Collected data

-- Opening Marker --

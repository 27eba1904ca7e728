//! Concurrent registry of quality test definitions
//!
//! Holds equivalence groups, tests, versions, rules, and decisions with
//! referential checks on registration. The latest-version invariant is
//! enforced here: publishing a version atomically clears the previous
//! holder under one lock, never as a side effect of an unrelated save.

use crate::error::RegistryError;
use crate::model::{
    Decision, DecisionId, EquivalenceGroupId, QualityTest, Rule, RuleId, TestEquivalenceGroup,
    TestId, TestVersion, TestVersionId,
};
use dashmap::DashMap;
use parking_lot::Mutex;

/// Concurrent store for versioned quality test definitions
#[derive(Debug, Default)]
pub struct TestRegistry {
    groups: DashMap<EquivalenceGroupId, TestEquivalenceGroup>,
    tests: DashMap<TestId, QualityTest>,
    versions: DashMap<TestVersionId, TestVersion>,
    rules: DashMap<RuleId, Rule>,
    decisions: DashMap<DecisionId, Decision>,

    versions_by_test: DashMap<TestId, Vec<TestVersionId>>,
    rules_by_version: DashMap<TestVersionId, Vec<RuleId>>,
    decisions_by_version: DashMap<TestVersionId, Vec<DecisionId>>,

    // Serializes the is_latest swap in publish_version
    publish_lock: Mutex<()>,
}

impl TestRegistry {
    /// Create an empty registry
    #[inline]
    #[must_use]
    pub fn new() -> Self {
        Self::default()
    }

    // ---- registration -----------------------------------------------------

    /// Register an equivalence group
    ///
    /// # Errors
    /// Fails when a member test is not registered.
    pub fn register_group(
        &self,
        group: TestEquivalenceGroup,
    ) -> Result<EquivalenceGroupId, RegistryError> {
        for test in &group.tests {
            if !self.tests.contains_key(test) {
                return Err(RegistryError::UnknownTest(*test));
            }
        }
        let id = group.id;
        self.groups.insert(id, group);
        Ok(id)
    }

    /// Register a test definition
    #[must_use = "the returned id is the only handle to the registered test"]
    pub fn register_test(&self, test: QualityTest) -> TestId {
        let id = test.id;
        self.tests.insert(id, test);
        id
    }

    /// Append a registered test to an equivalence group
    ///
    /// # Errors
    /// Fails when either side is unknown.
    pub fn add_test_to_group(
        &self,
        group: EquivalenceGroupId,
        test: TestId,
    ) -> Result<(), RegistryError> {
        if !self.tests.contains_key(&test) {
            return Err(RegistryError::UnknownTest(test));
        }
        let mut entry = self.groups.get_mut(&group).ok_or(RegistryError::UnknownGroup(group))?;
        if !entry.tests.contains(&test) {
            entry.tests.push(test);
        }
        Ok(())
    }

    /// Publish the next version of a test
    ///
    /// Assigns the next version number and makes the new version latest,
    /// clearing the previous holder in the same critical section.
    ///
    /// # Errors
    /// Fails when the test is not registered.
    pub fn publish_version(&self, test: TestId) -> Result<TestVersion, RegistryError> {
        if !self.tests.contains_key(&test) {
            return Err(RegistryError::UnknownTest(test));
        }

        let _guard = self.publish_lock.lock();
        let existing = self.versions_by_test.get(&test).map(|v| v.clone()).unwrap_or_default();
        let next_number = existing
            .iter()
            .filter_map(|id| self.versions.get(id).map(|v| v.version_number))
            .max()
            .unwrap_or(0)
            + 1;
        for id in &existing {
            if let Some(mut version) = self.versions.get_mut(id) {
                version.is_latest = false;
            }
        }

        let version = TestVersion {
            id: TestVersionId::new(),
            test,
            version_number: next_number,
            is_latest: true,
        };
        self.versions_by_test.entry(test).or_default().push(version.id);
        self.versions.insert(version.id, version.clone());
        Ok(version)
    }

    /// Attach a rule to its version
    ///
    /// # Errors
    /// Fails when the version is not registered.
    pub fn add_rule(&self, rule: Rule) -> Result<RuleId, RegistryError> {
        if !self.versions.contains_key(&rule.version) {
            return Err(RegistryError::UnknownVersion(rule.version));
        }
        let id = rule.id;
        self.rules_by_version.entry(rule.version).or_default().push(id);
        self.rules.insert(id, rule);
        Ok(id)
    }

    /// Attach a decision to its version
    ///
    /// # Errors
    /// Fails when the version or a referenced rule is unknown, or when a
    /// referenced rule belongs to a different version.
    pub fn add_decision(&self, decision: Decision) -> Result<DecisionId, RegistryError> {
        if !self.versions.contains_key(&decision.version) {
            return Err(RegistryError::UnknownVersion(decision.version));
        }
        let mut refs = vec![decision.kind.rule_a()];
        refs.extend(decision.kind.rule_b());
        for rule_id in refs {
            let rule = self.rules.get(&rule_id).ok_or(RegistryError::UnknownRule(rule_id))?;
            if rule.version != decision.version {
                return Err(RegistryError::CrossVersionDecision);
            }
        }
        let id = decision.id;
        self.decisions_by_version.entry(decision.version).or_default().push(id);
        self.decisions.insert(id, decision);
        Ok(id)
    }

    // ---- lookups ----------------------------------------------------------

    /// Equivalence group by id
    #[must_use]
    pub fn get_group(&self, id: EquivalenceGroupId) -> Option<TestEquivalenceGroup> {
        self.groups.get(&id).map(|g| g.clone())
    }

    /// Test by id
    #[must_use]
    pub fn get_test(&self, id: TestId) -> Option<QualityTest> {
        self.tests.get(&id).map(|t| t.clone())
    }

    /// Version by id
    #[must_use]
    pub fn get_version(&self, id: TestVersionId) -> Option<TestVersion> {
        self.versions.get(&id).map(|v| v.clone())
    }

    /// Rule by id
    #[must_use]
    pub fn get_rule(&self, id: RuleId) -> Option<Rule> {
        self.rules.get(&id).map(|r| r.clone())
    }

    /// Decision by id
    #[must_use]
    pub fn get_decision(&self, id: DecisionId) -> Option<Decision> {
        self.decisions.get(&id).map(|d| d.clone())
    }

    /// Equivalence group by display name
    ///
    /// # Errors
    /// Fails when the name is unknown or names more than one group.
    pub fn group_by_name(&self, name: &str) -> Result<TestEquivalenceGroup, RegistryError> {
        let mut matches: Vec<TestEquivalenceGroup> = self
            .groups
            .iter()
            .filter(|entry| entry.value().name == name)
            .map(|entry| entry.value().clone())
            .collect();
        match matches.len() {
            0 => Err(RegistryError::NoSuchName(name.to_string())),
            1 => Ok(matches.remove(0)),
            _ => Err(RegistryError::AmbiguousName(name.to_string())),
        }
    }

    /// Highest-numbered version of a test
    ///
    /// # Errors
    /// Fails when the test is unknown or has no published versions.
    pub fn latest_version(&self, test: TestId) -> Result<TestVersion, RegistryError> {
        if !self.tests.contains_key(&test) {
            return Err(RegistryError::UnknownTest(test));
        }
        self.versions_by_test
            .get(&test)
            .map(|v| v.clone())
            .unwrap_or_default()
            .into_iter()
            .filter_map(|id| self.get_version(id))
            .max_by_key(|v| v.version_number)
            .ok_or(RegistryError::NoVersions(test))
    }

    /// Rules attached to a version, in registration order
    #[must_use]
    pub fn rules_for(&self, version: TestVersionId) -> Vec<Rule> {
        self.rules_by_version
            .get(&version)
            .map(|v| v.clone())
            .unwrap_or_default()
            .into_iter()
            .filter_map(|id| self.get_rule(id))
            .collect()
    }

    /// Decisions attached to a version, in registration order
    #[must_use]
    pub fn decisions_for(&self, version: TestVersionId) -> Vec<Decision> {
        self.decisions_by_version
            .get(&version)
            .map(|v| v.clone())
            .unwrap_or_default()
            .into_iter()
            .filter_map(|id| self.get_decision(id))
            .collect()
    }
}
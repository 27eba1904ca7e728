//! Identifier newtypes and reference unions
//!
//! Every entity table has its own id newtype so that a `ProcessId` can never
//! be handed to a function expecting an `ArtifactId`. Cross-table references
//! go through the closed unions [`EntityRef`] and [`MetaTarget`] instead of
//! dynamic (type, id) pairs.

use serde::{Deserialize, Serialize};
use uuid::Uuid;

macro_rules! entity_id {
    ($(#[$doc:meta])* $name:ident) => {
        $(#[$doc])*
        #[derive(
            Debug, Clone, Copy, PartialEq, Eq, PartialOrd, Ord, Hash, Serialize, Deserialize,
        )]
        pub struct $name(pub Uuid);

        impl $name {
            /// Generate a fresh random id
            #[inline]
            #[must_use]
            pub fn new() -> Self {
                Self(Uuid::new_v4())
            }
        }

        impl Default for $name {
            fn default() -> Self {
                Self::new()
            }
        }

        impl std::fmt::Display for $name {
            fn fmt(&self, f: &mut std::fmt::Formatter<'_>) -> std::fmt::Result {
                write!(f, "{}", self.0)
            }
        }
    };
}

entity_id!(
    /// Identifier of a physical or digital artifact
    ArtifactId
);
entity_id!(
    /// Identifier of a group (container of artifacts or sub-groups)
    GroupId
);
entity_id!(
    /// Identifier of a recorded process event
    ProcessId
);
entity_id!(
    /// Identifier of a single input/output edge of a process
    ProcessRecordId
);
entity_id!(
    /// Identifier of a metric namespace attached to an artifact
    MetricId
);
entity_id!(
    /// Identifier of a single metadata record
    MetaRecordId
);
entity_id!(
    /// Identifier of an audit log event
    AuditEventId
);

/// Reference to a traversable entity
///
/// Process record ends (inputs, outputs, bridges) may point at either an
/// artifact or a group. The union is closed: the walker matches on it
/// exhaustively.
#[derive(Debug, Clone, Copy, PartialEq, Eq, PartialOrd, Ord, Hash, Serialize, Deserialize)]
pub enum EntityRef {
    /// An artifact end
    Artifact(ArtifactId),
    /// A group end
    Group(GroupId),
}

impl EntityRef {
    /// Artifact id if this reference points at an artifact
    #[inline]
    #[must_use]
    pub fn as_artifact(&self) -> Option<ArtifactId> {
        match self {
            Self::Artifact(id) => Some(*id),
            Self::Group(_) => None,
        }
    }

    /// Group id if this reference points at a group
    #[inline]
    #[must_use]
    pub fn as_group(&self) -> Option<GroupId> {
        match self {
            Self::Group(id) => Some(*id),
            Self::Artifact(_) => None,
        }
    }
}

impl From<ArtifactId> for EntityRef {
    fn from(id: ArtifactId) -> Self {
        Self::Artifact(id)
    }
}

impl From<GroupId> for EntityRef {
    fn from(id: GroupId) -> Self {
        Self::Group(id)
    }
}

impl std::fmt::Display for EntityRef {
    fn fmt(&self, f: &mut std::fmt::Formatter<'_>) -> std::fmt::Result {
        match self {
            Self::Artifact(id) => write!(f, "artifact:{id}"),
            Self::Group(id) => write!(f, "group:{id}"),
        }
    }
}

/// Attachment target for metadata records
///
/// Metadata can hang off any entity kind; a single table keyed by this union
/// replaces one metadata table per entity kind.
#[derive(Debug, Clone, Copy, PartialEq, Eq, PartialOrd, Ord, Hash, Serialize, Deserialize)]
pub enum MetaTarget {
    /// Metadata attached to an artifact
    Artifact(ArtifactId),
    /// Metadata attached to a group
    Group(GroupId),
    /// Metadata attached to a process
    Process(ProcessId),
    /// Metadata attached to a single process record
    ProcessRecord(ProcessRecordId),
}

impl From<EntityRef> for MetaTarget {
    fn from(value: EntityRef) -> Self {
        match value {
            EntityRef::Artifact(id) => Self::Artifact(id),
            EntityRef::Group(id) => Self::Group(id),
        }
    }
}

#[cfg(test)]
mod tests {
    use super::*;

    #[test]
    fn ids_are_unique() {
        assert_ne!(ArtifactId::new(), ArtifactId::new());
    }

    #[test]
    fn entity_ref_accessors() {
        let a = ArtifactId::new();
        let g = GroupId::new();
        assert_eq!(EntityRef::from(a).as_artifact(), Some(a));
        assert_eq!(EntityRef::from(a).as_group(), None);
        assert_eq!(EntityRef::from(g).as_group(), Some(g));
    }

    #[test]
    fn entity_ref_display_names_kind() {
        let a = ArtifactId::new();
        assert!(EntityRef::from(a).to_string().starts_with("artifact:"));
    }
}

-- Closing Marker --

* PROBLEM
Of the entries above, repeat exactly the lines from the line with "(type, id) pairs." through the line with "Self(Uuid::new_v4())", both of them included.

* RESPONSE TO THE EXERCISE
//! dynamic (type, id) pairs.

use serde::{Deserialize, Serialize};
use uuid::Uuid;

macro_rules! entity_id {
    ($(#[$doc:meta])* $name:ident) => {
        $(#[$doc])*
        #[derive(
            Debug, Clone, Copy, PartialEq, Eq, PartialOrd, Ord, Hash, Serialize, Deserialize,
        )]
        pub struct $name(pub Uuid);

        impl $name {
            /// Generate a fresh random id
            #[inline]
            #[must_use]
            pub fn new() -> Self {
                Self(Uuid::new_v4())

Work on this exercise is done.